I’m trying to calculate \grad_{eta} J_ex = \grad_{eta} G_ex * pi_new / pi_old. Which is the intrinsic_loss in the code below.
But in order to have pi_new I have to modify the params of the policy. So I can’t calculate this grad without running into issues. I can’t use retain_graph because I need to update the policy params to have pi_new and I can’t calculate this grad directly since it needs the graph up to that point.
I have seen one code where someone uses the chain rule and calculate the gradients by “hand” and then backpropagates this new gradient.

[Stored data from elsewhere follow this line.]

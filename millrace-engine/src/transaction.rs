//! Transaction context query.
//!
//! Transactional work is bound to the thread it started on, so the engine
//! must know, per accept call, whether the producer sits inside a
//! transaction. The query is an explicit injected value rather than
//! thread-local state, which keeps strategies testable without faking
//! thread locals.

use std::sync::atomic::{AtomicBool, Ordering};
use std::sync::Arc;

/// Answers "is a transaction active for the calling producer?".
pub trait TransactionContext: Send + Sync {
    fn is_transaction_active(&self) -> bool;
}

/// Context for producers that never run transactions.
#[derive(Debug, Default, Clone, Copy)]
pub struct NoTransaction;

impl TransactionContext for NoTransaction {
    fn is_transaction_active(&self) -> bool {
        false
    }
}

/// Settable transaction flag, shared between the transaction manager and
/// the sinks consulting it.
#[derive(Debug, Default)]
pub struct TransactionFlag {
    active: AtomicBool,
}

impl TransactionFlag {
    pub fn new() -> Arc<Self> {
        Arc::new(Self::default())
    }

    /// Mark a transaction as started or finished.
    pub fn set_active(&self, active: bool) {
        self.active.store(active, Ordering::Release);
    }
}

impl TransactionContext for TransactionFlag {
    fn is_transaction_active(&self) -> bool {
        self.active.load(Ordering::Acquire)
    }
}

But this needs a for loop and looks very ugly and it really looks like a quick-fix solution instead of a standard one. Is there any way of computing the intrinsic loss in a more elegant way?

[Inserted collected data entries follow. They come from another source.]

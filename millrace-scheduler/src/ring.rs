//! Fixed-capacity demultiplexing ring buffer.
//!
//! Accepts items from arbitrary producer threads and serializes them to one
//! or more consumer threads without an unbounded queue. Capacity must be a
//! power of two: slot indices are computed with a `capacity - 1` bit mask
//! instead of a modulo, so any other capacity cannot address the buffer.
//!
//! The implementation is the classic bounded MPMC queue: every slot carries
//! a sequence number that encodes whether it is free for the producer lap or
//! holds a value for the consumer lap. Producers and consumers claim
//! positions with a CAS and publish with a release store on the slot
//! sequence.

use std::cell::UnsafeCell;
use std::mem::MaybeUninit;
use std::sync::atomic::{AtomicUsize, Ordering};

use crossbeam_utils::CachePadded;

use crate::error::RingError;

struct Slot<T> {
    /// Free for producers when `sequence == position`; readable for
    /// consumers when `sequence == position + 1`.
    sequence: AtomicUsize,
    value: UnsafeCell<MaybeUninit<T>>,
}

/// Bounded multi-producer multi-consumer ring buffer.
pub struct RingBuffer<T> {
    slots: Box<[Slot<T>]>,
    mask: usize,
    /// Next position to enqueue at.
    tail: CachePadded<AtomicUsize>,
    /// Next position to dequeue from.
    head: CachePadded<AtomicUsize>,
}

unsafe impl<T: Send> Send for RingBuffer<T> {}
unsafe impl<T: Send> Sync for RingBuffer<T> {}

impl<T> std::fmt::Debug for RingBuffer<T> {
    fn fmt(&self, f: &mut std::fmt::Formatter<'_>) -> std::fmt::Result {
        f.debug_struct("RingBuffer")
            .field("capacity", &self.slots.len())
            .field("mask", &self.mask)
            .field("tail", &self.tail)
            .field("head", &self.head)
            .finish()
    }
}

impl<T> RingBuffer<T> {
    /// Create a ring with the given capacity.
    ///
    /// Rejects capacities that are zero or not a power of two; the
    /// constraint is validated here, never silently rounded at runtime.
    pub fn with_capacity(capacity: usize) -> Result<Self, RingError> {
        if capacity == 0 || !capacity.is_power_of_two() {
            return Err(RingError::CapacityNotPowerOfTwo(capacity));
        }

        let slots = (0..capacity)
            .map(|i| Slot {
                sequence: AtomicUsize::new(i),
                value: UnsafeCell::new(MaybeUninit::uninit()),
            })
            .collect::<Vec<_>>()
            .into_boxed_slice();

        Ok(Self {
            slots,
            mask: capacity - 1,
            tail: CachePadded::new(AtomicUsize::new(0)),
            head: CachePadded::new(AtomicUsize::new(0)),
        })
    }

    /// Number of slots.
    pub fn capacity(&self) -> usize {
        self.slots.len()
    }

    /// Approximate number of occupied slots.
    pub fn len(&self) -> usize {
        let tail = self.tail.load(Ordering::Relaxed);
        let head = self.head.load(Ordering::Relaxed);
        tail.saturating_sub(head)
    }

    /// Whether the ring is currently empty.
    pub fn is_empty(&self) -> bool {
        self.len() == 0
    }

    /// Attempt to enqueue without blocking.
    ///
    /// Returns the value back when the ring is full.
    pub fn try_push(&self, value: T) -> Result<(), T> {
        let mut tail = self.tail.load(Ordering::Relaxed);
        loop {
            let slot = &self.slots[tail & self.mask];
            let sequence = slot.sequence.load(Ordering::Acquire);
            let lag = sequence as isize - tail as isize;

            if lag == 0 {
                // Slot is free for this lap; claim the position.
                match self.tail.compare_exchange_weak(
                    tail,
                    tail.wrapping_add(1),
                    Ordering::Relaxed,
                    Ordering::Relaxed,
                ) {
                    Ok(_) => {
                        unsafe { (*slot.value.get()).write(value) };
                        slot.sequence.store(tail.wrapping_add(1), Ordering::Release);
                        return Ok(());
                    }
                    Err(current) => tail = current,
                }
            } else if lag < 0 {
                // Slot still holds the previous lap's value: full.
                return Err(value);
            } else {
                // Another producer moved past us; reload.
                tail = self.tail.load(Ordering::Relaxed);
            }
        }
    }

    /// Attempt to dequeue without blocking.
    pub fn try_pop(&self) -> Option<T> {
        let mut head = self.head.load(Ordering::Relaxed);
        loop {
            let slot = &self.slots[head & self.mask];
            let sequence = slot.sequence.load(Ordering::Acquire);
            let lag = sequence as isize - head.wrapping_add(1) as isize;

            if lag == 0 {
                match self.head.compare_exchange_weak(
                    head,
                    head.wrapping_add(1),
                    Ordering::Relaxed,
                    Ordering::Relaxed,
                ) {
                    Ok(_) => {
                        let value = unsafe { (*slot.value.get()).assume_init_read() };
                        // Mark the slot free for the producer's next lap.
                        slot.sequence
                            .store(head.wrapping_add(self.mask + 1), Ordering::Release);
                        return Some(value);
                    }
                    Err(current) => head = current,
                }
            } else if lag < 0 {
                // Nothing published at this position yet: empty.
                return None;
            } else {
                head = self.head.load(Ordering::Relaxed);
            }
        }
    }
}

impl<T> Drop for RingBuffer<T> {
    fn drop(&mut self) {
        while self.try_pop().is_some() {}
    }
}

#[cfg(test)]
mod tests {
    use super::*;
    use std::collections::HashSet;
    use std::sync::Arc;

    #[test]
    fn test_rejects_non_power_of_two_capacity() {
        let err = RingBuffer::<u64>::with_capacity(10).unwrap_err();
        assert_eq!(err, RingError::CapacityNotPowerOfTwo(10));
        assert!(err.to_string().contains("power of two"));

        assert!(RingBuffer::<u64>::with_capacity(0).is_err());
        assert!(RingBuffer::<u64>::with_capacity(7).is_err());
    }

    #[test]
    fn test_accepts_power_of_two_capacity() {
        for capacity in [1, 2, 8, 1024] {
            let ring = RingBuffer::<u64>::with_capacity(capacity).unwrap();
            assert_eq!(ring.capacity(), capacity);
        }
    }

    #[test]
    fn test_fifo_single_threaded() {
        let ring = RingBuffer::with_capacity(8).unwrap();
        for i in 0..8u64 {
            ring.try_push(i).unwrap();
        }
        assert!(ring.try_push(99).is_err());

        for i in 0..8u64 {
            assert_eq!(ring.try_pop(), Some(i));
        }
        assert_eq!(ring.try_pop(), None);
    }

    #[test]
    fn test_wraps_around() {
        let ring = RingBuffer::with_capacity(4).unwrap();
        for round in 0..10u64 {
            for i in 0..4u64 {
                ring.try_push(round * 4 + i).unwrap();
            }
            for i in 0..4u64 {
                assert_eq!(ring.try_pop(), Some(round * 4 + i));
            }
        }
    }

    #[test]
    fn test_len_tracks_occupancy() {
        let ring = RingBuffer::with_capacity(8).unwrap();
        assert!(ring.is_empty());
        ring.try_push(1u64).unwrap();
        ring.try_push(2u64).unwrap();
        assert_eq!(ring.len(), 2);
        ring.try_pop();
        assert_eq!(ring.len(), 1);
    }

    #[test]
    fn test_mpmc_no_loss_no_duplication() {
        const PRODUCERS: u64 = 4;
        const CONSUMERS: usize = 4;
        const PER_PRODUCER: u64 = 5_000;

        let ring = Arc::new(RingBuffer::with_capacity(64).unwrap());
        let popped = Arc::new(std::sync::atomic::AtomicUsize::new(0));
        let total = (PRODUCERS * PER_PRODUCER) as usize;
        let mut handles = Vec::new();

        for p in 0..PRODUCERS {
            let ring = ring.clone();
            handles.push(std::thread::spawn(move || {
                for i in 0..PER_PRODUCER {
                    let mut value = p * PER_PRODUCER + i;
                    loop {
                        match ring.try_push(value) {
                            Ok(()) => break,
                            Err(v) => {
                                value = v;
                                std::thread::yield_now();
                            }
                        }
                    }
                }
            }));
        }

        let mut consumers = Vec::new();
        for _ in 0..CONSUMERS {
            let ring = ring.clone();
            let popped = popped.clone();
            consumers.push(std::thread::spawn(move || {
                let mut seen = Vec::new();
                while popped.load(Ordering::SeqCst) < total {
                    if let Some(v) = ring.try_pop() {
                        popped.fetch_add(1, Ordering::SeqCst);
                        seen.push(v);
                    } else {
                        std::thread::yield_now();
                    }
                }
                seen
            }));
        }

        for handle in handles {
            handle.join().unwrap();
        }

        let mut all = Vec::new();
        for consumer in consumers {
            all.extend(consumer.join().unwrap());
        }

        assert_eq!(all.len(), total);
        let unique: HashSet<u64> = all.iter().copied().collect();
        assert_eq!(unique.len(), all.len(), "duplicated values");
    }

    #[test]
    fn test_drop_releases_remaining_items() {
        let ring = RingBuffer::with_capacity(8).unwrap();
        let value = Arc::new(());
        for _ in 0..4 {
            ring.try_push(value.clone()).unwrap();
        }
        assert_eq!(Arc::strong_count(&value), 5);
        drop(ring);
        assert_eq!(Arc::strong_count(&value), 1);
    }
}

- I suppose higher could help, but I never used, so I really don’t how it could help in this case.
- Another solution could be to access the grads of actor_loss, create a new_policy without calling optimizer.step() with these grads and use retain_graph=True and only use optimizer.step() in the end. But again, this would need to pass it by hand.
Thanks
def update(self, next_obs):
# Get tranining batch:
states, actions, rewards_ex, dones = self.memory.sample()
# Get next value:
next_value = self.get_value(next_obs)
next_value_ex = self.lifetime_return(torch.from_numpy(next_obs).float()).detach()

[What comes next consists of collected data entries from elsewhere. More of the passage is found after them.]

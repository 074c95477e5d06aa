//! Named, bounded worker pools with graceful shutdown.
//!
//! A [`Scheduler`] owns a fixed set of OS threads draining a shared task
//! queue. Pools are independently named and sized so that slow blocking work
//! never starves lightweight dispatch, and worker thread names carry the
//! pool name (`{name}.{index}`) because pool identity is observable
//! behavior: callers assert which pool ran a stage by thread name.

use std::panic::{catch_unwind, AssertUnwindSafe};
use std::sync::atomic::{AtomicBool, Ordering};
use std::sync::Arc;
use std::thread::{self, JoinHandle};
use std::time::{Duration, Instant};

use crossbeam_channel::{Receiver, Sender};
use parking_lot::{Condvar, Mutex, RwLock};
use tracing::{debug, info, warn};

use crate::error::SchedulerError;

/// A unit of work submitted to a pool.
pub type Task = Box<dyn FnOnce() + Send + 'static>;

/// Tracks how many workers are still alive so `stop` can await drain.
#[derive(Debug)]
struct WorkerCount {
    live: Mutex<usize>,
    all_exited: Condvar,
}

/// A named, bounded, lifecycle-managed worker pool.
///
/// Lifecycle: `start` spawns the workers; `stop(timeout)` closes the queue,
/// lets workers drain in-flight and queued tasks for up to `timeout`, then
/// abandons stragglers with a warning. `stop` is idempotent and never fails.
#[derive(Debug)]
pub struct Scheduler {
    name: String,
    size: usize,
    sender: RwLock<Option<Sender<Task>>>,
    cancelled: Arc<AtomicBool>,
    count: Arc<WorkerCount>,
    handles: Mutex<Vec<JoinHandle<()>>>,
}

impl Scheduler {
    /// Start a pool of `size` workers named `{name}.0` .. `{name}.{size-1}`.
    pub fn start(name: impl Into<String>, size: usize) -> Result<Arc<Self>, SchedulerError> {
        let name = name.into();
        let size = size.max(1);
        let (sender, receiver) = crossbeam_channel::unbounded::<Task>();
        let cancelled = Arc::new(AtomicBool::new(false));
        let count = Arc::new(WorkerCount {
            live: Mutex::new(size),
            all_exited: Condvar::new(),
        });

        let mut handles = Vec::with_capacity(size);
        for index in 0..size {
            let thread_name = format!("{name}.{index}");
            let receiver = receiver.clone();
            let cancelled = cancelled.clone();
            let count = count.clone();
            let handle = thread::Builder::new()
                .name(thread_name.clone())
                .spawn(move || {
                    worker_loop(&thread_name, &receiver, &cancelled);
                    let mut live = count.live.lock();
                    *live -= 1;
                    if *live == 0 {
                        count.all_exited.notify_all();
                    }
                })
                .map_err(|source| SchedulerError::Spawn {
                    name: name.clone(),
                    source,
                })?;
            handles.push(handle);
        }

        info!(scheduler = %name, size, "scheduler started");
        Ok(Arc::new(Self {
            name,
            size,
            sender: RwLock::new(Some(sender)),
            cancelled,
            count,
            handles: Mutex::new(handles),
        }))
    }

    /// Pool name.
    pub fn name(&self) -> &str {
        &self.name
    }

    /// Number of worker threads.
    pub fn pool_size(&self) -> usize {
        self.size
    }

    /// Whether `stop` has been called.
    pub fn is_stopped(&self) -> bool {
        self.sender.read().is_none()
    }

    /// Submit a task for execution on one of the workers.
    pub fn execute(&self, task: Task) -> Result<(), SchedulerError> {
        let guard = self.sender.read();
        match guard.as_ref() {
            Some(sender) => sender
                .send(task)
                .map_err(|_| SchedulerError::Stopped(self.name.clone())),
            None => Err(SchedulerError::Stopped(self.name.clone())),
        }
    }

    /// Stop the pool, draining outstanding work for up to `timeout`.
    ///
    /// Workers finish the queued backlog and exit. If the drain exceeds the
    /// timeout, remaining queued tasks are discarded and still-busy workers
    /// are abandoned (they exit after their current task); a warning is
    /// logged. Calling `stop` again is a no-op.
    pub fn stop(&self, timeout: Duration) {
        let sender = self.sender.write().take();
        if sender.is_none() {
            debug!(scheduler = %self.name, "stop called on already-stopped scheduler");
            return;
        }
        // Dropping the only sender disconnects the queue; workers drain the
        // backlog and exit.
        drop(sender);

        let deadline = Instant::now() + timeout;
        let mut live = self.count.live.lock();
        while *live > 0 {
            if self
                .count
                .all_exited
                .wait_until(&mut live, deadline)
                .timed_out()
            {
                break;
            }
        }
        let remaining = *live;
        drop(live);

        if remaining == 0 {
            for handle in self.handles.lock().drain(..) {
                // Workers have already signalled exit; joins are immediate.
                let _ = handle.join();
            }
            info!(scheduler = %self.name, "scheduler stopped");
        } else {
            // Tell stragglers to discard the rest of the backlog and leave
            // them detached so shutdown always makes progress.
            self.cancelled.store(true, Ordering::Release);
            self.handles.lock().clear();
            warn!(
                scheduler = %self.name,
                busy_workers = remaining,
                timeout = ?timeout,
                "scheduler stop timed out; abandoning busy workers and discarding queued tasks"
            );
        }
    }
}

fn worker_loop(thread_name: &str, receiver: &Receiver<Task>, cancelled: &AtomicBool) {
    while let Ok(task) = receiver.recv() {
        if cancelled.load(Ordering::Acquire) {
            // Drain-discard: shutdown already timed out.
            continue;
        }
        if catch_unwind(AssertUnwindSafe(task)).is_err() {
            warn!(worker = %thread_name, "task panicked; worker continues");
        }
    }
}

#[cfg(test)]
mod tests {
    use super::*;
    use std::sync::atomic::AtomicUsize;
    use std::sync::mpsc;

    #[test]
    fn test_executes_submitted_tasks() {
        let scheduler = Scheduler::start("test-pool", 2).unwrap();
        let counter = Arc::new(AtomicUsize::new(0));

        for _ in 0..16 {
            let counter = counter.clone();
            scheduler
                .execute(Box::new(move || {
                    counter.fetch_add(1, Ordering::SeqCst);
                }))
                .unwrap();
        }

        scheduler.stop(Duration::from_secs(5));
        assert_eq!(counter.load(Ordering::SeqCst), 16);
    }

    #[test]
    fn test_worker_threads_carry_pool_name() {
        let scheduler = Scheduler::start("named-pool", 1).unwrap();
        let (tx, rx) = mpsc::channel();
        scheduler
            .execute(Box::new(move || {
                tx.send(thread::current().name().unwrap_or("").to_string())
                    .unwrap();
            }))
            .unwrap();

        let name = rx.recv_timeout(Duration::from_secs(5)).unwrap();
        assert!(name.starts_with("named-pool."), "got thread name {name}");
        scheduler.stop(Duration::from_secs(1));
    }

    #[test]
    fn test_execute_after_stop_is_rejected() {
        let scheduler = Scheduler::start("stopped-pool", 1).unwrap();
        scheduler.stop(Duration::from_secs(1));

        let result = scheduler.execute(Box::new(|| {}));
        assert!(matches!(result, Err(SchedulerError::Stopped(_))));
    }

    #[test]
    fn test_stop_is_idempotent() {
        let scheduler = Scheduler::start("twice-stopped", 2).unwrap();
        scheduler.stop(Duration::from_secs(1));
        // Second stop must be a silent no-op.
        scheduler.stop(Duration::from_secs(1));
        assert!(scheduler.is_stopped());
    }

    #[test]
    fn test_stop_drains_queued_backlog() {
        let scheduler = Scheduler::start("draining-pool", 1).unwrap();
        let counter = Arc::new(AtomicUsize::new(0));

        for _ in 0..8 {
            let counter = counter.clone();
            scheduler
                .execute(Box::new(move || {
                    thread::sleep(Duration::from_millis(5));
                    counter.fetch_add(1, Ordering::SeqCst);
                }))
                .unwrap();
        }

        scheduler.stop(Duration::from_secs(5));
        assert_eq!(counter.load(Ordering::SeqCst), 8);
    }

    #[test]
    fn test_stop_times_out_on_stuck_worker() {
        let scheduler = Scheduler::start("stuck-pool", 1).unwrap();
        let (release_tx, release_rx) = mpsc::channel::<()>();
        scheduler
            .execute(Box::new(move || {
                let _ = release_rx.recv_timeout(Duration::from_secs(10));
            }))
            .unwrap();

        let started = Instant::now();
        scheduler.stop(Duration::from_millis(50));
        assert!(started.elapsed() < Duration::from_secs(5));
        assert!(scheduler.is_stopped());
        release_tx.send(()).unwrap();
    }

    #[test]
    fn test_panicking_task_does_not_kill_worker() {
        let scheduler = Scheduler::start("panic-pool", 1).unwrap();
        scheduler.execute(Box::new(|| panic!("boom"))).unwrap();

        let counter = Arc::new(AtomicUsize::new(0));
        let c = counter.clone();
        scheduler
            .execute(Box::new(move || {
                c.fetch_add(1, Ordering::SeqCst);
            }))
            .unwrap();

        scheduler.stop(Duration::from_secs(5));
        assert_eq!(counter.load(Ordering::SeqCst), 1);
    }
}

rewards_ex = torch.tensor(rewards_ex, dtype=torch.float)
actions = torch.tensor(actions, dtype=torch.int64)
states = torch.tensor(states, dtype=torch.float)
dones = torch.tensor(dones, dtype=torch.float)
# Compute returns:
rewards = rewards_ex + self.lmbd * self.intrinsic_reward(states).gather(dim=1, index=actions.unsqueeze(-1)).flatten()
returns_ex, returns = self.calculate_returns(next_value, next_value_ex, rewards, rewards_ex, dones)
##### Critic loss #####
# Advantage:
values = self.critic(states)
adv = returns - values
critic_loss = adv.pow(2).mean()*self.v_coef
# Update Critic:
self.critic_optimizer.zero_grad()
critic_loss.backward()
self.critic_optimizer.step()
# Actor loss
entropies, log_probs = self.actor.get_log_prob_entropy(states, actions)
policy_loss = - (log_probs * adv.detach()).mean()
entropy_loss = entropies.mean()
actor_loss = policy_loss - self.entropy_coef * entropy_loss
# update actor:
self.actor_optimizer.zero_grad()
actor_loss.backward()
self.actor_optimizer.step()
# Update Extrinsic Critic:
# Adavantage:
values_ex = self.lifetime_return(states)
adv_ex = returns_ex - values_ex
ex_critic_loss = adv_ex.pow(2).mean()*self.v_coef
self.lifetime_optimizer.zero_grad()
ex_critic_loss.backward()
self.lifetime_optimizer.step()
# Intrinsic reward update:
entropies_new, log_probs_new = self.actor.get_log_prob_entropy(states, actions)
ratio = torch.exp(log_probs_new - log_probs)
intrinsic_loss = -(adv_ex.detach() * ratio).mean()
self.reward_optimizer.zero_grad()
intrinsic_loss.backward() # This is where the error lies
self.reward_optimizer.step()
self.old_policy.load_state_dict(self.actor.state_dict())
# reset memory:
self.memory.reset()
return critic_loss.detach().numpy(), policy_loss.detach().numpy()